Signs of AMS were present in 25% of the participants and manifest AMS according to Lake Louise Score in 12.3%, which was more than in previous studies [
17,
18,
19]. However, AMS rates are generally declining. This decline can be explained by a growing tendency towards self-medication—e.g., 17% of our collective used acetazolamide. This self-medication can mask lesser AMS symptoms and may raise the number of the dangerous forms of AMS such as HACE and HAPE. The latter can hardly be distinguished from an acute or decompensated cardiac condition by lay persons except when they know and test the characteristic symptom “ataxia”.
In some cases, a distinct cardiovascular risk profile was assessed, and cardiovascular health conditions were the second most frequent pre-existing conditions among the collective. Hypertensive patients showed moderately elevated blood pressure, and cholesterol levels were favourable in most cases due to increased physical activity. No cardiac events such as acute coronary syndrome were witnessed during the study, but the combination of cardiovascular risk factors, unaccustomed physical strain, and decreasing oxygen availability certainly represents an explosive mixture of factors that could lead to any form of a cardiovascular emergency.

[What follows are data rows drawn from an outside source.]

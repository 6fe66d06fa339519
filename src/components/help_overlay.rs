use crossterm::event::{Event, KeyCode};
use ratatui::layout::{Constraint, Rect};
use ratatui::style::{Modifier, Style};
use ratatui::widgets::{Block, Borders, Clear, Row, Table};

use crate::keybindings::KeyBindings;
use crate::ui::UiFrame;

const WIDTH: u16 = 60;

/// Centered dialog listing the global key bindings and pointer gestures.
#[derive(Debug, Clone, Default)]
pub struct HelpOverlay {
    visible: bool,
}

impl HelpOverlay {
    pub fn new() -> Self {
        Self::default()
    }

    pub fn visible(&self) -> bool {
        self.visible
    }

    pub fn set_visible(&mut self, visible: bool) {
        self.visible = visible;
        tracing::debug!(visible, "help overlay");
    }

    pub fn toggle(&mut self) {
        self.set_visible(!self.visible);
    }

    /// Clamp the dialog to `area`, centred.
    pub fn rect_for(&self, area: Rect, rows: u16) -> Rect {
        let width = area.width.min(WIDTH).max(1);
        let height = area.height.min(rows + 2).max(1);
        let x = area.x.saturating_add(area.width.saturating_sub(width) / 2);
        let y = area
            .y
            .saturating_add(area.height.saturating_sub(height) / 2);
        Rect::new(x, y, width, height)
    }

    pub fn render(&self, frame: &mut UiFrame<'_>, area: Rect, bindings: &KeyBindings) {
        if !self.visible || area.width == 0 || area.height == 0 {
            return;
        }
        let mut rows: Vec<Row> = bindings
            .help_entries()
            .into_iter()
            .map(|(action, combos)| Row::new(vec![combos.join(", "), action.to_string()]))
            .collect();
        rows.push(Row::new(vec![
            "Drag header".to_string(),
            "Move window".to_string(),
        ]));
        rows.push(Row::new(vec![
            "Drag ◢".to_string(),
            "Resize window".to_string(),
        ]));
        let rect = self.rect_for(area, rows.len() as u16 + 1);
        frame.render_widget(Clear, rect);
        let block = Block::default()
            .title(format!(
                " {} {} ",
                env!("CARGO_PKG_NAME"),
                env!("CARGO_PKG_VERSION")
            ))
            .borders(Borders::ALL)
            .border_style(Style::default().fg(crate::theme::accent()))
            .style(Style::default().bg(crate::theme::surface_bg()));
        let table = Table::new(rows, [Constraint::Length(16), Constraint::Min(10)])
            .header(
                Row::new(["Keys", "Action"]).style(Style::default().add_modifier(Modifier::BOLD)),
            )
            .block(block);
        frame.render_widget(table, rect);
    }

    /// While visible the overlay is modal for keys; Esc, Enter and `q`
    /// close it.
    pub fn handle_event(&mut self, event: &Event) -> bool {
        if !self.visible {
            return false;
        }
        match event {
            Event::Key(key) => {
                if matches!(key.code, KeyCode::Esc | KeyCode::Enter | KeyCode::Char('q')) {
                    self.set_visible(false);
                }
                true
            }
            _ => false,
        }
    }
}

#[cfg(test)]
mod tests {
    use super::*;
    use crossterm::event::{KeyEvent, KeyModifiers};
    use ratatui::buffer::Buffer;

    #[test]
    fn esc_closes_and_other_keys_are_swallowed() {
        let mut help = HelpOverlay::new();
        help.toggle();
        let a = Event::Key(KeyEvent::new(KeyCode::Char('a'), KeyModifiers::NONE));
        assert!(help.handle_event(&a));
        assert!(help.visible());
        let esc = Event::Key(KeyEvent::new(KeyCode::Esc, KeyModifiers::NONE));
        assert!(help.handle_event(&esc));
        assert!(!help.visible());
        assert!(!help.handle_event(&esc));
    }

    #[test]
    fn rect_is_clamped_to_small_areas() {
        let help = HelpOverlay::new();
        let r = help.rect_for(Rect::new(0, 0, 20, 5), 12);
        assert_eq!(r, Rect::new(0, 0, 20, 5));
    }

    #[test]
    fn renders_binding_rows() {
        let mut help = HelpOverlay::new();
        help.set_visible(true);
        let area = Rect::new(0, 0, 80, 24);
        let mut buf = Buffer::empty(area);
        {
            let mut frame = UiFrame::from_parts(area, &mut buf);
            help.render(&mut frame, area, &KeyBindings::default());
        }
        let dump: String = (0..area.height)
            .flat_map(|y| (0..area.width).map(move |x| (x, y)))
            .map(|pos| buf[pos].symbol().to_string())
            .collect();
        assert!(dump.contains("Alt+B"));
        assert!(dump.contains("Ctrl+Q"));
    }
}
//! Top-centre button strip for spawning windows and opening settings.

use ratatui::layout::Rect;
use ratatui::style::{Modifier, Style};

use crate::templates;
use crate::ui::{UiFrame, rect_contains};

#[derive(Debug, Clone, Copy, PartialEq, Eq)]
pub enum ToolbarAction {
    /// Spawn the named template.
    Spawn(&'static str),
    Settings,
}

#[derive(Debug, Clone)]
struct ToolbarButton {
    label: &'static str,
    action: ToolbarAction,
    rect: Rect,
}

#[derive(Debug, Clone)]
pub struct Toolbar {
    buttons: Vec<ToolbarButton>,
}

impl Default for Toolbar {
    fn default() -> Self {
        Self::new()
    }
}

impl Toolbar {
    pub fn new() -> Self {
        let button = |label, action| ToolbarButton {
            label,
            action,
            rect: Rect::ZERO,
        };
        Self {
            buttons: vec![
                button(" + Browser ", ToolbarAction::Spawn(templates::BROWSER)),
                button(" + Terminal ", ToolbarAction::Spawn(templates::TERMINAL)),
                button(" ⚙ ", ToolbarAction::Settings),
            ],
        }
    }

    fn total_width(&self) -> u16 {
        let labels: usize = self.buttons.iter().map(|b| b.label.chars().count()).sum();
        (labels + self.buttons.len().saturating_sub(1)) as u16
    }

    /// Position the buttons centred on the first row of `area`.
    pub fn layout(&mut self, area: Rect) {
        let mut x = area.x + area.width.saturating_sub(self.total_width()) / 2;
        for button in &mut self.buttons {
            let width = button.label.chars().count() as u16;
            button.rect = Rect::new(x, area.y, width, 1).intersection(area);
            x = x.saturating_add(width + 1);
        }
    }

    pub fn render(&mut self, frame: &mut UiFrame<'_>, area: Rect) {
        if area.width == 0 || area.height == 0 {
            return;
        }
        self.layout(area);
        for button in &self.buttons {
            let style = match button.action {
                ToolbarAction::Spawn(templates::TERMINAL) => Style::default()
                    .bg(crate::theme::accent_alt())
                    .fg(crate::theme::header_fg())
                    .add_modifier(Modifier::BOLD),
                ToolbarAction::Spawn(_) => Style::default()
                    .bg(crate::theme::accent())
                    .fg(crate::theme::header_fg())
                    .add_modifier(Modifier::BOLD),
                ToolbarAction::Settings => Style::default()
                    .bg(crate::theme::chip_bg())
                    .fg(crate::theme::chip_fg()),
            };
            frame.set_string(button.rect.x, button.rect.y, button.label, style);
        }
    }

    /// The button under `(column, row)`, as of the last layout.
    pub fn hit_test(&self, column: u16, row: u16) -> Option<ToolbarAction> {
        self.buttons
            .iter()
            .find(|b| rect_contains(b.rect, column, row))
            .map(|b| b.action)
    }
}

#[cfg(test)]
mod tests {
    use super::*;

    #[test]
    fn buttons_are_centred_and_hit_testable() {
        let mut toolbar = Toolbar::new();
        let area = Rect::new(0, 0, 80, 1);
        toolbar.layout(area);
        let width = toolbar.total_width();
        let start = (80 - width) / 2;
        assert_eq!(
            toolbar.hit_test(start, 0),
            Some(ToolbarAction::Spawn(templates::BROWSER))
        );
        assert_eq!(
            toolbar.hit_test(start + width - 1, 0),
            Some(ToolbarAction::Settings)
        );
        assert_eq!(toolbar.hit_test(0, 0), None);
        assert_eq!(toolbar.hit_test(start, 1), None);
    }

    #[test]
    fn gap_between_buttons_is_not_a_hit() {
        let mut toolbar = Toolbar::new();
        toolbar.layout(Rect::new(0, 0, 80, 1));
        let start = (80 - toolbar.total_width()) / 2;
        let gap = start + " + Browser ".chars().count() as u16;
        assert_eq!(toolbar.hit_test(gap, 0), None);
        assert_eq!(
            toolbar.hit_test(gap + 1, 0),
            Some(ToolbarAction::Spawn(templates::TERMINAL))
        );
    }
}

Sufficient medical care would not be available in time given the remote setting of the Everest Trek, and studies have shown that emergency care provided by other trekkers, guides, or porters would not be realisable due to lack of knowledge [
19]. Differentiation of severe AMS to other diagnoses is hardly possible.
This combination of various external and internal risk factors necessitates a qualified pre-travel check and individual advice. This should include cardiological aspects and those of high-altitude medicine, especially for any patient with known cardiac disease [
22], but also for those with increased cardiovascular risk due to underlying risk factors. After basic examination and testing (e.g., ECG, treadmill test) the diagnostics should be conducted according to a step-up plan depending on the results (e.g., ultrasound, stress tests, or coronary arteriography). Prior to the trek test, exposure to moderate altitude in a controlled environment (trekking destination with good medical infrastructure or simulated altitude) can be a valuable tool in assessing altitude tolerance with a pre-existing condition. The Borg Scale has recently been reviewed as a valid means to monitor the appropriate level of workload and perceived levels of physical strain for an altitude up to 5000 m [
23]. En route self-testing of blood pressure and heart rate (e.g., by smart watch) is essential to avoid an excess in physical workload, especially during the first days at high altitude.
Data show that trekking is possible for most people with pre-existing health conditions and that there is no need to advise them not to go as a matter of principle.
Limitations: Since the study was a field project, there are some limitations. First of all, a recall bias cannot be excluded for sure. Imprecise wording of some questions and optional free-text entries made data evaluation difficult. A certain selection bias is possible since not all trekkers that were contacted en route took part, and maybe health-conscious persons were more interested in the study than others. More limitations to be discussed are language barrier, transcription errors of handwritten answers in the questionnaires, incomplete given data, or self-overestimation of participants, e.g., when asked for weekly hours of physical activity per week. However, since these limitations are typical for any field study in the mountains, the results should be comparable to other studies.